Saved data entries:
//! Surface wind generation

use crate::core_types::units::Knots;
use crate::core_types::weather::{DirectionalWind, VariableArc, WindState};
use crate::simulation::difficulty::DifficultyProfile;
use crate::weather::round_to_nearest;
use rand::Rng;

/// Gusts are only reported from this mean speed upward
pub const GUST_MIN_SPEED: Knots = Knots::new(10);

/// Variable arcs are only reported up to this mean speed
pub const VARIABLE_MAX_SPEED: Knots = Knots::new(6);

/// Generate surface wind for a tier
///
/// Directions are 10° aligned in `[10, 360]`. Gusts are at least 8 kt above
/// the mean speed, and the variable arc is centered on the mean direction
/// with a half-width of 30-60°.
pub fn generate_wind<R: Rng + ?Sized>(rng: &mut R, profile: &DifficultyProfile) -> WindState {
    if rng.random_bool(profile.calm_wind_probability) {
        return WindState::Calm;
    }

    let direction = rng.random_range(1..=36u16) * 10;

    let min_speed = profile.wind_speed.min.get();
    let max_speed = profile.wind_speed.max.get();
    let mut speed = rng.random_range(min_speed..=max_speed);
    if profile.use_round_numbers {
        speed = (round_to_nearest(i32::from(speed), 5) as u16).max(min_speed);
    }

    let mut gust = None;
    if speed >= GUST_MIN_SPEED.get() && rng.random_bool(profile.gust_probability) {
        let mut gust_speed = speed + rng.random_range(8..=20u16);
        if profile.use_round_numbers {
            gust_speed = round_to_nearest(i32::from(gust_speed), 5) as u16;
        }
        gust = Some(Knots::new(gust_speed));
    }

    let mut variable = None;
    if speed <= VARIABLE_MAX_SPEED.get() && rng.random_bool(profile.variable_wind_probability) {
        let half_width = rng.random_range(30..=60i32);
        let center = i32::from(direction);
        variable = Some(VariableArc {
            from: snap_bearing(center - half_width),
            to: snap_bearing(center + half_width),
        });
    }

    WindState::Directional(DirectionalWind {
        direction,
        speed: Knots::new(speed),
        gust,
        variable,
    })
}

/// Wrap a bearing into `[0, 360)`, snap to 10° and report north as 360
fn snap_bearing(raw: i32) -> u16 {
    let snapped = round_to_nearest(raw.rem_euclid(360), 10);
    if snapped == 0 {
        360
    } else {
        snapped as u16
    }
}

#[cfg(test)]
mod tests {
    use super::*;
    use crate::simulation::difficulty::DifficultyTier;
    use rand::SeedableRng;
    use rand_chacha::ChaCha8Rng;

    #[test]
    fn test_always_calm() {
        let mut profile = DifficultyProfile::medium();
        profile.calm_wind_probability = 1.0;
        let mut rng = ChaCha8Rng::seed_from_u64(7);
        for _ in 0..50 {
            assert_eq!(generate_wind(&mut rng, &profile), WindState::Calm);
        }
    }

    #[test]
    fn test_snap_bearing_never_zero() {
        assert_eq!(snap_bearing(3), 360);
        assert_eq!(snap_bearing(-4), 360);
        assert_eq!(snap_bearing(-30), 330);
        assert_eq!(snap_bearing(395), 40);
        assert_eq!(snap_bearing(356), 360);
        assert_eq!(snap_bearing(15), 20);
    }

    #[test]
    fn test_invariants_across_tiers() {
        for tier in DifficultyTier::ALL {
            let profile = DifficultyProfile::for_tier(tier);
            let mut rng = ChaCha8Rng::seed_from_u64(42);
            for _ in 0..2000 {
                match generate_wind(&mut rng, &profile) {
                    WindState::Calm => {}
                    WindState::Directional(wind) => {
                        assert!((10..=360).contains(&wind.direction));
                        assert_eq!(wind.direction % 10, 0);
                        assert!(profile.wind_speed.contains(wind.speed) || profile.use_round_numbers);
                        if let Some(gust) = wind.gust {
                            assert!(gust > wind.speed, "{tier}: gust {gust} <= {}", wind.speed);
                            assert!(wind.speed >= GUST_MIN_SPEED);
                        }
                        if let Some(arc) = wind.variable {
                            assert!(wind.speed <= VARIABLE_MAX_SPEED);
                            assert!((10..=360).contains(&arc.from));
                            assert!((10..=360).contains(&arc.to));
                            assert_eq!(arc.from % 10, 0);
                            assert_eq!(arc.to % 10, 0);
                        }
                    }
                }
            }
        }
    }

    #[test]
    fn test_round_numbers_snap_speed() {
        let profile = DifficultyProfile::easy();
        let mut rng = ChaCha8Rng::seed_from_u64(3);
        for _ in 0..500 {
            let wind = generate_wind(&mut rng, &profile);
            if !wind.is_calm() {
                assert_eq!(wind.speed().get() % 5, 0);
                assert!(wind.speed() >= profile.wind_speed.min);
            }
        }
    }

    #[test]
    fn test_hard_never_calm() {
        let profile = DifficultyProfile::hard();
        let mut rng = ChaCha8Rng::seed_from_u64(11);
        for _ in 0..500 {
            assert!(!generate_wind(&mut rng, &profile).is_calm());
        }
    }
}
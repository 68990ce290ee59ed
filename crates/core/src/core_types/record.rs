//! The compiled ATIS record

use crate::core_types::airport::Airport;
use crate::core_types::units::{Celsius, Hectopascals, Meters};
use crate::core_types::weather::{CloudLayer, RvrEntry, WindState};
use crate::simulation::difficulty::DifficultyTier;
use chrono::{DateTime, Utc};
use serde::{Deserialize, Serialize};
use std::fmt;

/// Instrument or visual approach procedure announced on the ATIS
#[derive(Debug, Clone, Copy, PartialEq, Eq, Hash, Serialize, Deserialize)]
pub enum ApproachType {
    /// ILS (CAT I)
    #[serde(rename = "ILS")]
    Ils,
    /// ILS CAT II
    #[serde(rename = "ILS CAT II")]
    IlsCatII,
    /// ILS CAT III
    #[serde(rename = "ILS CAT III")]
    IlsCatIII,
    /// VOR
    #[serde(rename = "VOR")]
    Vor,
    /// RNAV
    #[serde(rename = "RNAV")]
    Rnav,
    /// RNAV (GPS)
    #[serde(rename = "RNAV (GPS)")]
    RnavGps,
    /// NDB
    #[serde(rename = "NDB")]
    Ndb,
    /// Localizer only
    #[serde(rename = "LOC only")]
    LocOnly,
    /// Circling
    #[serde(rename = "Circling")]
    Circling,
    /// Visual
    #[serde(rename = "Visual")]
    Visual,
}

impl ApproachType {
    /// Label as read out and stored
    pub fn as_str(self) -> &'static str {
        match self {
            ApproachType::Ils => "ILS",
            ApproachType::IlsCatII => "ILS CAT II",
            ApproachType::IlsCatIII => "ILS CAT III",
            ApproachType::Vor => "VOR",
            ApproachType::Rnav => "RNAV",
            ApproachType::RnavGps => "RNAV (GPS)",
            ApproachType::Ndb => "NDB",
            ApproachType::LocOnly => "LOC only",
            ApproachType::Circling => "Circling",
            ApproachType::Visual => "Visual",
        }
    }

    /// ILS without a CAT II/III qualifier
    pub fn is_plain_ils(self) -> bool {
        matches!(self, ApproachType::Ils)
    }
}

impl fmt::Display for ApproachType {
    fn fmt(&self, f: &mut fmt::Formatter<'_>) -> fmt::Result {
        f.write_str(self.as_str())
    }
}

/// Runways in use for arrivals and departures
#[derive(Debug, Clone, PartialEq, Eq, Serialize, Deserialize)]
pub struct ActiveRunways {
    /// Arrival runway designators, best wind alignment first
    pub arrival: Vec<String>,
    /// Departure runway designators
    pub departure: Vec<String>,
}

impl ActiveRunways {
    /// Same runway set for arrivals and departures
    pub fn shared(designators: Vec<String>) -> Self {
        Self {
            arrival: designators.clone(),
            departure: designators,
        }
    }

    /// True when arrivals and departures use the same set
    pub fn is_shared(&self) -> bool {
        self.arrival == self.departure
    }
}

/// Fully compiled ATIS snapshot
///
/// Built once per generation call by [`crate::simulation::AtisGenerator`] and
/// never modified afterwards. `full_text` is the rendered broadcast of every
/// other field.
#[derive(Debug, Clone, PartialEq, Eq, Serialize, Deserialize)]
pub struct AtisRecord {
    /// Airport the broadcast is for
    pub airport: Airport,
    /// Phonetic information letter (e.g. "Kilo")
    pub information_letter: String,
    /// Observation time
    pub observation_time: DateTime<Utc>,
    /// Surface wind
    pub wind: WindState,
    /// Prevailing visibility; 9999 reads as 10 km or more
    pub visibility: Meters,
    /// Runway visual range, only in low visibility
    pub rvr: Option<Vec<RvrEntry>>,
    /// Present weather codes (ICAO, e.g. "-SHRA")
    pub weather: Option<Vec<String>>,
    /// Cloud layers, strictly ascending; empty under CAVOK
    pub clouds: Vec<CloudLayer>,
    /// Ceiling and visibility OK
    pub cavok: bool,
    /// Air temperature
    pub temperature: Celsius,
    /// Dewpoint, never above `temperature`
    pub dewpoint: Celsius,
    /// Altimeter setting
    pub qnh: Hectopascals,
    /// Transition level (flight level)
    pub transition_level: u16,
    /// Runways in use
    pub active_runways: ActiveRunways,
    /// Expected approach
    pub approach_type: ApproachType,
    /// Free-text remarks
    pub remarks: Option<String>,
    /// Tier the record was generated at
    pub difficulty: DifficultyTier,
    /// Rendered broadcast text
    pub full_text: String,
}

#[cfg(test)]
mod tests {
    use super::*;

    #[test]
    fn test_approach_labels_match_serde() {
        for approach in [
            ApproachType::Ils,
            ApproachType::IlsCatII,
            ApproachType::IlsCatIII,
            ApproachType::RnavGps,
            ApproachType::LocOnly,
            ApproachType::Visual,
        ] {
            let json = serde_json::to_string(&approach).unwrap();
            assert_eq!(json, format!("\"{}\"", approach.as_str()));
        }
    }

    #[test]
    fn test_only_cat_one_is_plain_ils() {
        assert!(ApproachType::Ils.is_plain_ils());
        assert!(!ApproachType::IlsCatII.is_plain_ils());
        assert!(!ApproachType::IlsCatIII.is_plain_ils());
        assert!(!ApproachType::LocOnly.is_plain_ils());
    }

    #[test]
    fn test_shared_runways() {
        let runways = ActiveRunways::shared(vec!["25".to_string()]);
        assert!(runways.is_shared());
        let split = ActiveRunways {
            arrival: vec!["25R".to_string()],
            departure: vec!["18".to_string()],
        };
        assert!(!split.is_shared());
    }
}
//! Operational selectors
//!
//! These turn the drawn weather into what a controller would publish: the
//! transition level for the current QNH, the runways in use for the wind,
//! the expected approach for the conditions and any remarks.

pub mod approach;
pub mod remarks;
pub mod runway;

pub use approach::select_approach;
pub use remarks::select_remarks;
pub use runway::select_runways;

use crate::core_types::units::Hectopascals;

/// Transition level (flight level) for a QNH at a 5000 ft transition altitude
///
/// Lower pressure pushes the level up so the transition layer never gets
/// thinner than the regional minimum.
pub fn transition_level(qnh: Hectopascals) -> u16 {
    match qnh.get() {
        1031.. => 60,
        1014..=1030 => 70,
        996..=1013 => 80,
        _ => 90,
    }
}
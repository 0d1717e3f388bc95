//! Banded LU Solver
//!
//! In-place LU factorization restricted to the band, with optional row
//! pivoting inside the lower-bandwidth window, and forward/backward
//! substitution for any number of right-hand sides.

use std::path::Path;

use ndarray::{Array1, Array2, Axis};
use serde::{Deserialize, Serialize};

use super::{BandedError, BandedMatrix, BandedResult};

/// When the factorization swaps rows
#[derive(Debug, Clone, Copy, PartialEq, Eq, Default, Serialize, Deserialize)]
pub enum PivotPolicy {
    /// Factorize without pivoting, retry with pivoting on a zero pivot
    #[default]
    Auto,
    /// Always pick the largest pivot in the band window
    Always,
    /// Never swap rows, a zero pivot means no solution
    Never,
}

/// Options controlling how a [`BandedMatrix`] is factorized
#[derive(Debug, Clone, Default, PartialEq, Serialize, Deserialize)]
pub struct SolverOptions {
    /// Pivoting strategy
    pub pivoting: PivotPolicy,
}

impl SolverOptions {
    /// Create options with default settings
    pub fn new() -> Self {
        Self::default()
    }

    /// Set the pivoting strategy
    pub fn with_pivoting(mut self, pivoting: PivotPolicy) -> Self {
        self.pivoting = pivoting;
        self
    }

    /// Save options to a RON file
    pub fn save(&self, path: impl AsRef<Path>) -> Result<(), OptionsError> {
        let content = self.to_ron()?;
        std::fs::write(path.as_ref(), content).map_err(|e| OptionsError::Io(e.to_string()))?;
        Ok(())
    }

    /// Load options from a RON file
    pub fn load(path: impl AsRef<Path>) -> Result<Self, OptionsError> {
        let content =
            std::fs::read_to_string(path.as_ref()).map_err(|e| OptionsError::Io(e.to_string()))?;
        Self::from_ron(&content)
    }

    /// Serialize options to a RON string
    pub fn to_ron(&self) -> Result<String, OptionsError> {
        ron::ser::to_string_pretty(self, ron::ser::PrettyConfig::default())
            .map_err(|e| OptionsError::Serialize(e.to_string()))
    }

    /// Parse options from a RON string
    pub fn from_ron(content: &str) -> Result<Self, OptionsError> {
        ron::from_str(content).map_err(|e| OptionsError::Deserialize(e.to_string()))
    }
}

/// Solver option file errors
#[derive(Debug, Clone, thiserror::Error)]
pub enum OptionsError {
    /// Reading or writing the file failed
    #[error("IO error: {0}")]
    Io(String),
    /// Options could not be written as RON
    #[error("Serialization error: {0}")]
    Serialize(String),
    /// File content is not valid RON options
    #[error("Deserialization error: {0}")]
    Deserialize(String),
}

impl BandedMatrix {
    /// Logical row in `[col, col + lb]` with the largest `|A[piv[row], col]|`.
    ///
    /// Ties keep the earliest row.
    fn pick_pivot_row(&self, col: usize) -> usize {
        let last = (col + self.lower_bandwidth).min(self.size - 1);
        let mut best = col;
        let mut best_abs = self.rows[self.piv[col]].get(col).abs();
        for row in (col + 1)..=last {
            let candidate = self.rows[self.piv[row]].get(col).abs();
            if candidate > best_abs {
                best = row;
                best_abs = candidate;
            }
        }
        best
    }

    /// Run (or resume) the in-place LU factorization.
    ///
    /// Starts at the column where the previous attempt stopped, so a failed
    /// pass without pivoting can be continued with pivoting. Returns `false`
    /// on an exactly zero pivot.
    fn factorize(&mut self, use_pivoting: bool) -> bool {
        let n = self.size;
        self.factoring = true;

        for k in self.start..n.saturating_sub(1) {
            self.start = k;

            if use_pivoting {
                let candidate = self.pick_pivot_row(k);
                if candidate != k {
                    tracing::trace!("Pivot column {}: swapping rows {} and {}", k, k, candidate);
                    self.piv.swap(k, candidate);
                    let pivot_last = self.rows[self.piv[k]].last_index();
                    for row in (k + 1)..=candidate {
                        self.rows[self.piv[row]].grow_to(pivot_last);
                    }
                }
            }

            let pivot_row = self.piv[k];
            let pivot = self.rows[pivot_row].get(k);
            if pivot == 0.0 {
                tracing::debug!("Zero pivot in column {} (pivoting: {})", k, use_pivoting);
                return false;
            }

            let pivot_last = self.rows[pivot_row].last_index();
            let last_row = (k + self.lower_bandwidth).min(n - 1);
            for i in (k + 1)..=last_row {
                let target = self.piv[i];
                let factor = self.rows[target].get(k) / pivot;
                self.rows[target].set(k, factor);
                if factor == 0.0 {
                    continue;
                }
                for j in (k + 1)..=pivot_last {
                    let value = self.rows[target].get(j) - factor * self.rows[pivot_row].get(j);
                    self.rows[target].set(j, value);
                }
            }
        }

        // The loop never inspects the last diagonal entry
        self.start = n - 1;
        if self.rows[self.piv[n - 1]].get(n - 1) == 0.0 {
            tracing::debug!("Zero pivot in column {} (pivoting: {})", n - 1, use_pivoting);
            return false;
        }

        self.decomposed = true;
        true
    }

    /// Factorize according to `options` unless a valid factorization exists.
    ///
    /// Returns `false` when the matrix is singular within working precision.
    pub fn factorize_with(&mut self, options: &SolverOptions) -> bool {
        if self.decomposed {
            return true;
        }
        match options.pivoting {
            PivotPolicy::Never => self.factorize(false),
            PivotPolicy::Always => self.factorize(true),
            PivotPolicy::Auto => {
                if self.factorize(false) {
                    return true;
                }
                tracing::debug!("Retrying factorization with pivoting from column {}", self.start);
                self.factorize(true)
            }
        }
    }

    /// Solve `A · X = B` for every column of `b`.
    ///
    /// Factorizes first if needed, without pivoting and then with pivoting.
    /// Returns `Ok(None)` if the matrix is singular.
    pub fn solve(&mut self, b: &Array2<f64>) -> BandedResult<Option<Array2<f64>>> {
        self.solve_with(b, &SolverOptions::default())
    }

    /// Solve `A · X = B` using the given factorization options
    pub fn solve_with(
        &mut self,
        b: &Array2<f64>,
        options: &SolverOptions,
    ) -> BandedResult<Option<Array2<f64>>> {
        if b.nrows() != self.size {
            return Err(BandedError::DimensionMismatch {
                expected: self.size,
                found: b.nrows(),
            });
        }
        if !self.factorize_with(options) {
            tracing::warn!("Banded system of size {} is singular", self.size);
            return Ok(None);
        }

        let n = self.size;
        let mut result = Array2::zeros(b.raw_dim());
        let mut y = vec![0.0; n];

        for (k, column) in b.axis_iter(Axis(1)).enumerate() {
            // Forward substitution, unit lower triangle
            for i in 0..n {
                let row = &self.rows[self.piv[i]];
                let sum: f64 = (row.first_index()..i).map(|j| row.get(j) * y[j]).sum();
                y[i] = column[self.piv[i]] - sum;
            }

            // Backward substitution
            let row = &self.rows[self.piv[n - 1]];
            result[[n - 1, k]] = y[n - 1] / row.get(n - 1);
            for i in (0..n - 1).rev() {
                let row = &self.rows[self.piv[i]];
                let sum: f64 = ((i + 1)..=row.last_index())
                    .map(|j| row.get(j) * result[[j, k]])
                    .sum();
                result[[i, k]] = (y[i] - sum) / row.get(i);
            }
        }

        Ok(Some(result))
    }

    /// Solve `A · x = b` for a single right-hand side
    pub fn solve_vector(&mut self, b: &Array1<f64>) -> BandedResult<Option<Array1<f64>>> {
        let rhs = b.view().insert_axis(Axis(1)).to_owned();
        Ok(self
            .solve(&rhs)?
            .map(|x| x.index_axis_move(Axis(1), 0)))
    }
}
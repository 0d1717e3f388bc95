//! Band Storage Row
//!
//! Stores the materialized slice of a single matrix row. Columns outside
//! the slice read as zero and ignore writes.

use serde::{Deserialize, Serialize};

use super::{BandedError, BandedResult};

/// Stored slice of one row of a [`BandedMatrix`](super::BandedMatrix)
#[derive(Debug, Clone, PartialEq, Serialize, Deserialize)]
pub struct BandedRow {
    /// First materialized column (inclusive)
    first: usize,
    /// Last materialized column (inclusive)
    last: usize,
    /// Logical row length
    size: usize,
    /// Values for columns `first..=last`
    values: Vec<f64>,
}

impl BandedRow {
    /// Create the storage for row `row` of a `size × size` matrix
    pub fn new(
        row: usize,
        size: usize,
        upper_bandwidth: usize,
        lower_bandwidth: usize,
    ) -> BandedResult<Self> {
        if size == 0 {
            return Err(BandedError::InvalidConfiguration(
                "matrix size must be at least 1".to_string(),
            ));
        }
        if lower_bandwidth >= size || upper_bandwidth >= size {
            return Err(BandedError::InvalidConfiguration(format!(
                "bandwidths (lower {}, upper {}) exceed matrix size {}",
                lower_bandwidth, upper_bandwidth, size
            )));
        }
        if row >= size {
            return Err(BandedError::InvalidConfiguration(format!(
                "row index {} outside matrix of size {}",
                row, size
            )));
        }

        // Both bandwidths are below `size`, so the sums cannot overflow
        let (first, last) = if upper_bandwidth + lower_bandwidth >= size {
            // Banding buys nothing, keep the whole row
            (0, size - 1)
        } else {
            // Room for the natural band plus `lower_bandwidth` columns of fill-in
            let mut first = row.saturating_sub(lower_bandwidth);
            let mut last = row + lower_bandwidth + upper_bandwidth;
            if last > size - 1 {
                first = first.saturating_sub(last - (size - 1));
                last = size - 1;
            }
            (first, last)
        };

        Ok(Self {
            first,
            last,
            size,
            values: vec![0.0; last - first + 1],
        })
    }

    /// First materialized column
    #[inline]
    pub fn first_index(&self) -> usize {
        self.first
    }

    /// Last materialized column
    #[inline]
    pub fn last_index(&self) -> usize {
        self.last
    }

    /// Logical row length
    #[inline]
    pub fn size(&self) -> usize {
        self.size
    }

    /// Value at `col`, zero outside the materialized slice
    #[inline]
    pub fn get(&self, col: usize) -> f64 {
        if col < self.first || col > self.last {
            return 0.0;
        }
        self.values[col - self.first]
    }

    /// Store `value` at `col`.
    ///
    /// Writes outside the materialized slice are dropped. Callers grow the
    /// row first when fill-in has to land past the current upper bound.
    #[inline]
    pub fn set(&mut self, col: usize, value: f64) {
        if col < self.first || col > self.last {
            return;
        }
        self.values[col - self.first] = value;
    }

    /// Extend the upper bound by `delta` columns, capped at the row end.
    ///
    /// Existing values keep their columns; new columns start at zero.
    pub fn grow(&mut self, delta: usize) {
        if self.last == self.size - 1 || delta == 0 {
            return;
        }
        let last = self.last.saturating_add(delta).min(self.size - 1);
        let mut values = vec![0.0; last - self.first + 1];
        values[..self.values.len()].copy_from_slice(&self.values);
        self.values = values;
        self.last = last;
    }

    /// Grow until the upper bound reaches `last` (no-op if it already does)
    pub fn grow_to(&mut self, last: usize) {
        if last > self.last {
            self.grow(last - self.last);
        }
    }

    /// Check the storage invariants, used after deserialization
    pub(crate) fn is_consistent(&self) -> bool {
        self.size > 0
            && self.first <= self.last
            && self.last < self.size
            && self.values.len() == self.last - self.first + 1
    }
}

Problem details: Take the entries above and return only the lines from the one with "least 8 kt above" to the one with "let direction = rng.random_range(1..=36u16)", both included, unchanged.

Solution to this exercise:
/// Directions are 10° aligned in `[10, 360]`. Gusts are at least 8 kt above
/// the mean speed, and the variable arc is centered on the mean direction
/// with a half-width of 30-60°.
pub fn generate_wind<R: Rng + ?Sized>(rng: &mut R, profile: &DifficultyProfile) -> WindState {
    if rng.random_bool(profile.calm_wind_probability) {
        return WindState::Calm;
    }

    let direction = rng.random_range(1..=36u16) * 10;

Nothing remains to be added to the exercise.